Pienkowski: Even the things that we've discussed so far, hearing aids, sound therapies, it's not a hard science yet. Different things can work for different people and different things provide different levels of relief. You should just try to experiment and do whatever you can to give yourself some relief.

If you've tried many things and you're still suffering, first of all, that does occur. If you're really suffering from tinnitus, you do almost anything to have it gone. One thing though is that some of these new treatments on the horizon are invasive, they involve some sort of surgical intervention. One's been tried for almost a decade now with mixed success. There's still many clinical trials right now looking to really see if this is effective and to fine tune these techniques. Through the skull, transcranial electrical and magnetic stimulation, and the goal of both of those techniques is the same. It's to shut down or reduce the activity of the brain area that's contributing to the tinnitus.

The problem is that we don't know exactly for all patients where the tinnitus is or what areas of the brain are causing this phantom sensation. There's more work that needs to be done. This therapy, this transcranial magnetic or electrical stimulation, may ultimately be something that needs to be customized to individual patients. You may need fMRI scans to identify hyperactive brain regions before this therapy. 

Another one that's more invasive is deep brain stimulation. This is where you have an electrode, instead of the electrical stimulation being delivered through the skull, the electrode is actually implanted in your brain. This deep brain stimulation has had a lot of recent success in treating things like epilepsy, like Parkinson's, where we know exactly where in the brain problem is, and if these areas can be stimulated or suppressed, this is often beneficial for epileptics, for Parkinson's patients. The same approach is being tried to reduce the activity of the brain in tinnitus patients.

There are also so-called multimodal stimulation devices. We talked about sounds therapy. So in addition to the sound being delivered on its own, the sound is paired with electrical stimulation of various nerves. For example, one company makes a tongue stimulator. So you have a little electrode that goes on the tongue and delivers little mild shocks to the tongue that are paired with the sound stimuli.
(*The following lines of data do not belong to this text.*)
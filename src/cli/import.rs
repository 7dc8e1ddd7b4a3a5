//! Import and render commands: bitmaps in, PNGs out.

use std::path::{Path, PathBuf};
use std::process::ExitCode;

use glob::glob;

use crate::config::IconsmithConfig;
use crate::icon::{self, IconMetadata};
use crate::raster::{self, RasterError, Resample};

use super::{check_size, load_icon, EXIT_ERROR, EXIT_INVALID_ARGS, EXIT_SUCCESS};

/// Expand a path or glob pattern into existing files.
fn expand_inputs(pattern: &str) -> Result<Vec<PathBuf>, String> {
    let literal = Path::new(pattern);
    if literal.is_file() {
        return Ok(vec![literal.to_path_buf()]);
    }
    let paths = glob(pattern).map_err(|e| format!("invalid pattern '{}': {}", pattern, e))?;
    let mut files: Vec<PathBuf> = paths.filter_map(Result::ok).filter(|p| p.is_file()).collect();
    files.sort();
    Ok(files)
}

/// Where the document for `source` goes.
fn import_target(source: &Path, output: Option<&Path>, single: bool, icons_dir: &Path) -> PathBuf {
    let stem = source.file_stem().map(|s| s.to_string_lossy().into_owned());
    let file_name = format!("{}.json", stem.as_deref().unwrap_or("icon"));
    match output {
        Some(out) if single && out.extension().is_some_and(|e| e == "json") => out.to_path_buf(),
        Some(dir) => dir.join(file_name),
        None => icons_dir.join(file_name),
    }
}

/// Execute the import command.
pub fn run_import(
    config: &IconsmithConfig,
    input: &str,
    output: Option<&Path>,
    size: Option<usize>,
    resample: Option<Resample>,
) -> ExitCode {
    let size = match check_size(size.unwrap_or(config.editor.size)) {
        Ok(s) => s,
        Err(e) => {
            eprintln!("Error: {}", e);
            return ExitCode::from(EXIT_INVALID_ARGS);
        }
    };
    let resample = resample.unwrap_or(config.editor.resample);

    let files = match expand_inputs(input) {
        Ok(f) if f.is_empty() => {
            eprintln!("Error: no files match '{}'", input);
            return ExitCode::from(EXIT_ERROR);
        }
        Ok(f) => f,
        Err(e) => {
            eprintln!("Error: {}", e);
            return ExitCode::from(EXIT_INVALID_ARGS);
        }
    };

    let single = files.len() == 1;
    let mut failures = 0;
    for file in &files {
        let target = import_target(file, output, single, &config.storage.icons_dir);
        let result = icon::load_icon(file, Some(size), resample).and_then(|(grid, mut metadata)| {
            if metadata.title.is_empty() {
                if let Some(stem) = file.file_stem() {
                    metadata.title = stem.to_string_lossy().into_owned();
                }
            }
            icon::save_icon(&target, &grid, &metadata)
        });
        match result {
            Ok(()) => eprintln!("Wrote: {}", target.display()),
            Err(e) => {
                eprintln!("Error: {}: {}", file.display(), e);
                failures += 1;
            }
        }
    }

    if failures > 0 {
        eprintln!("{} of {} imports failed", failures, files.len());
        ExitCode::from(EXIT_ERROR)
    } else {
        ExitCode::from(EXIT_SUCCESS)
    }
}

/// Execute the render command.
pub fn run_render(
    config: &IconsmithConfig,
    input: &Path,
    output: Option<&Path>,
    scale: u32,
) -> ExitCode {
    if scale == 0 {
        eprintln!("Error: --scale must be at least 1");
        return ExitCode::from(EXIT_INVALID_ARGS);
    }
    let (grid, _): (_, IconMetadata) = match load_icon(config, input) {
        Ok(v) => v,
        Err(e) => {
            eprintln!("Error: cannot load '{}': {}", input.display(), e);
            return ExitCode::from(EXIT_ERROR);
        }
    };

    let target = output.map(Path::to_path_buf).unwrap_or_else(|| input.with_extension("png"));
    if target == input {
        eprintln!("Error: refusing to overwrite '{}'; pass --output", input.display());
        return ExitCode::from(EXIT_INVALID_ARGS);
    }

    let image = match raster::scale_image(raster::to_image(&grid), scale) {
        Ok(img) => img,
        Err(e @ RasterError::TooLarge { .. }) => {
            eprintln!("Error: --scale {}: {}", scale, e);
            return ExitCode::from(EXIT_INVALID_ARGS);
        }
        Err(e) => {
            eprintln!("Error: {}", e);
            return ExitCode::from(EXIT_ERROR);
        }
    };
    match raster::save_png(&image, &target) {
        Ok(()) => {
            eprintln!("Wrote: {}", target.display());
            ExitCode::from(EXIT_SUCCESS)
        }
        Err(e) => {
            eprintln!("Error: {}", e);
            ExitCode::from(EXIT_ERROR)
        }
    }
}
Remember I mentioned that there is a pathway from a somatic sensory pathway via the trigeminal nerve from the head and neck into the auditory system into the cochlear nucleus. The idea is that this electrical stimulation and the sound will produce some synergistic effect.

There's a lot on the horizon and a lot of experiments and work and clinical trials being done. Unfortunately at this moment, there isn't so much in the way of results, at least results that have been repeated, validated, have stood the test of time. Another one is electrical stimulation of the vagus nerve. So this again, involves the implant of an electrode to stimulate the vagus nerve, which is a major source of activity for the brain, which is believed to drive these plastic changes. The goal is, again, to reverse the hyperactivity, the neural activity that's responsible for the tinnitus.

So there are all of these techniques on the horizon, and there are things to try. I mentioned that there's no FDA-approved drug, but those trials are also in progress. There have been drugs that have been found to work in animal studies. Unfortunately, as is often the case, they come with side effects. So they lead to sometimes even worse problems than the tinnitus. 

Blaha: Before you choose to participate in anything, you want to have your hearing tested; the first step would be to know what is it that you're trying to treat. You would want to start with a hearing exam and then to discuss the results with an audiologist who is experienced with the management of tinnitus, and then they will come up with an individualized plan and direct you to the appropriate resources.